→ Task directions
Would you output the entries below only from the line containing "repository f4ef4315f6990bf9" through the line containing "use test_log::test;", exactly as they stand and with both ends included?

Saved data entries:
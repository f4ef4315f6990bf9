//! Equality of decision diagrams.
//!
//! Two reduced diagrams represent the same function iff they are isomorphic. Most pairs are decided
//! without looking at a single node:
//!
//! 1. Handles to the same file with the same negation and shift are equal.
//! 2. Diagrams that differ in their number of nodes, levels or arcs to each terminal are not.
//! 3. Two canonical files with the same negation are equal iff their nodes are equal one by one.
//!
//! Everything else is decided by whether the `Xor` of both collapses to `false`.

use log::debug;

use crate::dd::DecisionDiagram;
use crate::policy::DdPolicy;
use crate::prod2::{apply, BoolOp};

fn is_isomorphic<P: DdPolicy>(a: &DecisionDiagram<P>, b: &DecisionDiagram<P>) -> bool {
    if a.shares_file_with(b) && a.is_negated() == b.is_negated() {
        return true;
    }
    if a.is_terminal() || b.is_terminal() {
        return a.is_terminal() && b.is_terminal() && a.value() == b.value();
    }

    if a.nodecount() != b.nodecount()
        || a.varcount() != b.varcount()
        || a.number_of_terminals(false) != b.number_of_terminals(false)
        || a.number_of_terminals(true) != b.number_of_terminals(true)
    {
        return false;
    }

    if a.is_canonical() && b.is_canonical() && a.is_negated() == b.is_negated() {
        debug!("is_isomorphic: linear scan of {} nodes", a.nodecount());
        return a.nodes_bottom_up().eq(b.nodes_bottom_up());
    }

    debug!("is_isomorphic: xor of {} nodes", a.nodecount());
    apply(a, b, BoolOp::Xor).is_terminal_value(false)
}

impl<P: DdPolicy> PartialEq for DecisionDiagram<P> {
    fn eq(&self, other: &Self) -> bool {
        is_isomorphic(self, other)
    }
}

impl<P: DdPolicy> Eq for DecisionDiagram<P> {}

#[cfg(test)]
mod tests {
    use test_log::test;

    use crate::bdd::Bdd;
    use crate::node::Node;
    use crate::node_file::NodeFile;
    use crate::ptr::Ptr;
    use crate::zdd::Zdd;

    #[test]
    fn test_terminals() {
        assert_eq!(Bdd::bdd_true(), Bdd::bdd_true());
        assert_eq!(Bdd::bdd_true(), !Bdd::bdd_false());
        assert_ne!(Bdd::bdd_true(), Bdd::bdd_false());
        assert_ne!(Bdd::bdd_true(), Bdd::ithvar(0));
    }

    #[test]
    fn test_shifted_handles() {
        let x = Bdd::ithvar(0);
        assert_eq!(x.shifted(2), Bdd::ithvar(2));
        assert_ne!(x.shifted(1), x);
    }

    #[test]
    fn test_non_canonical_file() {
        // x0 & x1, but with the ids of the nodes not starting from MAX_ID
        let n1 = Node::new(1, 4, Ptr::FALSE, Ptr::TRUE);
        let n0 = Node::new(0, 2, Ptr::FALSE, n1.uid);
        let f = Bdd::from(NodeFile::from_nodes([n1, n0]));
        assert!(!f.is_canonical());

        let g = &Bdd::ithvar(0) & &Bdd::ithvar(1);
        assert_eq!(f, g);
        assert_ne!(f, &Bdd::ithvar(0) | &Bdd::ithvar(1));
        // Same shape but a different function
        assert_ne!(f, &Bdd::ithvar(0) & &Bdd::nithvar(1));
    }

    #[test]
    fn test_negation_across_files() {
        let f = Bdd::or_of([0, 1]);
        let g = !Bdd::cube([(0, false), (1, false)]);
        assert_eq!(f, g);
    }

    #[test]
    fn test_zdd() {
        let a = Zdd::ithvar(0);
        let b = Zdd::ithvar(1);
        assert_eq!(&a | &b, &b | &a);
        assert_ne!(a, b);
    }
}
* * *
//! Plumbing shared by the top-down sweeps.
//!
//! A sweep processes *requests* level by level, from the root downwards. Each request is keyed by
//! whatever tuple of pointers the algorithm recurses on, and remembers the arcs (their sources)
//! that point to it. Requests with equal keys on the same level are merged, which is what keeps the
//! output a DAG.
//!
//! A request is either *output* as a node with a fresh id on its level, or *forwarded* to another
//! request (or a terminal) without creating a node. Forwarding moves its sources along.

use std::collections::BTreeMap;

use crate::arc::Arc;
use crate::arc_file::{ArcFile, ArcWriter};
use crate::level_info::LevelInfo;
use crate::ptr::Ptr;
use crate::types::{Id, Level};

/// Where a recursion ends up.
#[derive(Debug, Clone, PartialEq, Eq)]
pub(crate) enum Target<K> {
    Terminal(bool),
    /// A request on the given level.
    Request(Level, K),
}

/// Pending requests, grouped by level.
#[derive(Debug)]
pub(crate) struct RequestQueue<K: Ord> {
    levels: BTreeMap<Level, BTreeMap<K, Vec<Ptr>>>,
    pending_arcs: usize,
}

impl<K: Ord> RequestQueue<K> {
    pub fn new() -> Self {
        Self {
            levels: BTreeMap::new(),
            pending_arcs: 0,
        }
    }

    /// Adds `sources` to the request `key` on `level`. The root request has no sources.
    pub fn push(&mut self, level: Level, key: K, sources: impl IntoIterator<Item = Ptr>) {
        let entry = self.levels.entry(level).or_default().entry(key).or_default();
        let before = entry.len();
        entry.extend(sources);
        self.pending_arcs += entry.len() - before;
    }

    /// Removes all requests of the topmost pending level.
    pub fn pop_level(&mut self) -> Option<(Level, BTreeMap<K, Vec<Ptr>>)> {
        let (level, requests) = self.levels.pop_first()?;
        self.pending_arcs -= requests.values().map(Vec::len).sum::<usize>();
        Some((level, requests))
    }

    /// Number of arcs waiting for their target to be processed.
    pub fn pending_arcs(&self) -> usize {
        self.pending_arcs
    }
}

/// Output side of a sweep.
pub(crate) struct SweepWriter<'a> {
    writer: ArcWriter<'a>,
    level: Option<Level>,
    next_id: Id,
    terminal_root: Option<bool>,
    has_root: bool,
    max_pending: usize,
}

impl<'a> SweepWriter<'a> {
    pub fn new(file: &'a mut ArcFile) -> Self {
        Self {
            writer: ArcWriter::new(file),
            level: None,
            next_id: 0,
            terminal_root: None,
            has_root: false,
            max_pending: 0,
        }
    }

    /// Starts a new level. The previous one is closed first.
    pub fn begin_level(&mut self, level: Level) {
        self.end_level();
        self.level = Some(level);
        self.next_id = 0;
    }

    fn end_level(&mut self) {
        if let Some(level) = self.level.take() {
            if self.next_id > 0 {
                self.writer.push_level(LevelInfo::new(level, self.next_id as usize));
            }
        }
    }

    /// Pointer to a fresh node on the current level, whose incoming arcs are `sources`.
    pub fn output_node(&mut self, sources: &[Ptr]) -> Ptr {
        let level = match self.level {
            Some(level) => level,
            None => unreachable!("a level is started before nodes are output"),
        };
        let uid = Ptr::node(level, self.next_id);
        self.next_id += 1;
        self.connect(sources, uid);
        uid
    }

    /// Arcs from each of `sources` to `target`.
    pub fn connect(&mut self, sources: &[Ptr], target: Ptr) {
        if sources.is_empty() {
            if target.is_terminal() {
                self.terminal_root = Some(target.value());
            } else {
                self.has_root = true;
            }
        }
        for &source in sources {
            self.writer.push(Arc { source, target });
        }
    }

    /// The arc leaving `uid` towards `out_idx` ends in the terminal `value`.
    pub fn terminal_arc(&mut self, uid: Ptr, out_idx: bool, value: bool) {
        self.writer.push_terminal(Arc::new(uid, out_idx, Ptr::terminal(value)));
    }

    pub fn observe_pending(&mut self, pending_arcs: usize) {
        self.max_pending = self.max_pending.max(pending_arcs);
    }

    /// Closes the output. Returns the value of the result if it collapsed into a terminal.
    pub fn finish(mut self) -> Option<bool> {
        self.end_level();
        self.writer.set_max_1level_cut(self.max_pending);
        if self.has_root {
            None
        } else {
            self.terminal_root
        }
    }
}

→ Task solution
repository f4ef4315f6990bf9
//! Equality of decision diagrams.
//!
//! Two reduced diagrams represent the same function iff they are isomorphic. Most pairs are decided
//! without looking at a single node:
//!
//! 1. Handles to the same file with the same negation and shift are equal.
//! 2. Diagrams that differ in their number of nodes, levels or arcs to each terminal are not.
//! 3. Two canonical files with the same negation are equal iff their nodes are equal one by one.
//!
//! Everything else is decided by whether the `Xor` of both collapses to `false`.

use log::debug;

use crate::dd::DecisionDiagram;
use crate::policy::DdPolicy;
use crate::prod2::{apply, BoolOp};

fn is_isomorphic<P: DdPolicy>(a: &DecisionDiagram<P>, b: &DecisionDiagram<P>) -> bool {
    if a.shares_file_with(b) && a.is_negated() == b.is_negated() {
        return true;
    }
    if a.is_terminal() || b.is_terminal() {
        return a.is_terminal() && b.is_terminal() && a.value() == b.value();
    }

    if a.nodecount() != b.nodecount()
        || a.varcount() != b.varcount()
        || a.number_of_terminals(false) != b.number_of_terminals(false)
        || a.number_of_terminals(true) != b.number_of_terminals(true)
    {
        return false;
    }

    if a.is_canonical() && b.is_canonical() && a.is_negated() == b.is_negated() {
        debug!("is_isomorphic: linear scan of {} nodes", a.nodecount());
        return a.nodes_bottom_up().eq(b.nodes_bottom_up());
    }

    debug!("is_isomorphic: xor of {} nodes", a.nodecount());
    apply(a, b, BoolOp::Xor).is_terminal_value(false)
}

impl<P: DdPolicy> PartialEq for DecisionDiagram<P> {
    fn eq(&self, other: &Self) -> bool {
        is_isomorphic(self, other)
    }
}

impl<P: DdPolicy> Eq for DecisionDiagram<P> {}

#[cfg(test)]
mod tests {
    use test_log::test;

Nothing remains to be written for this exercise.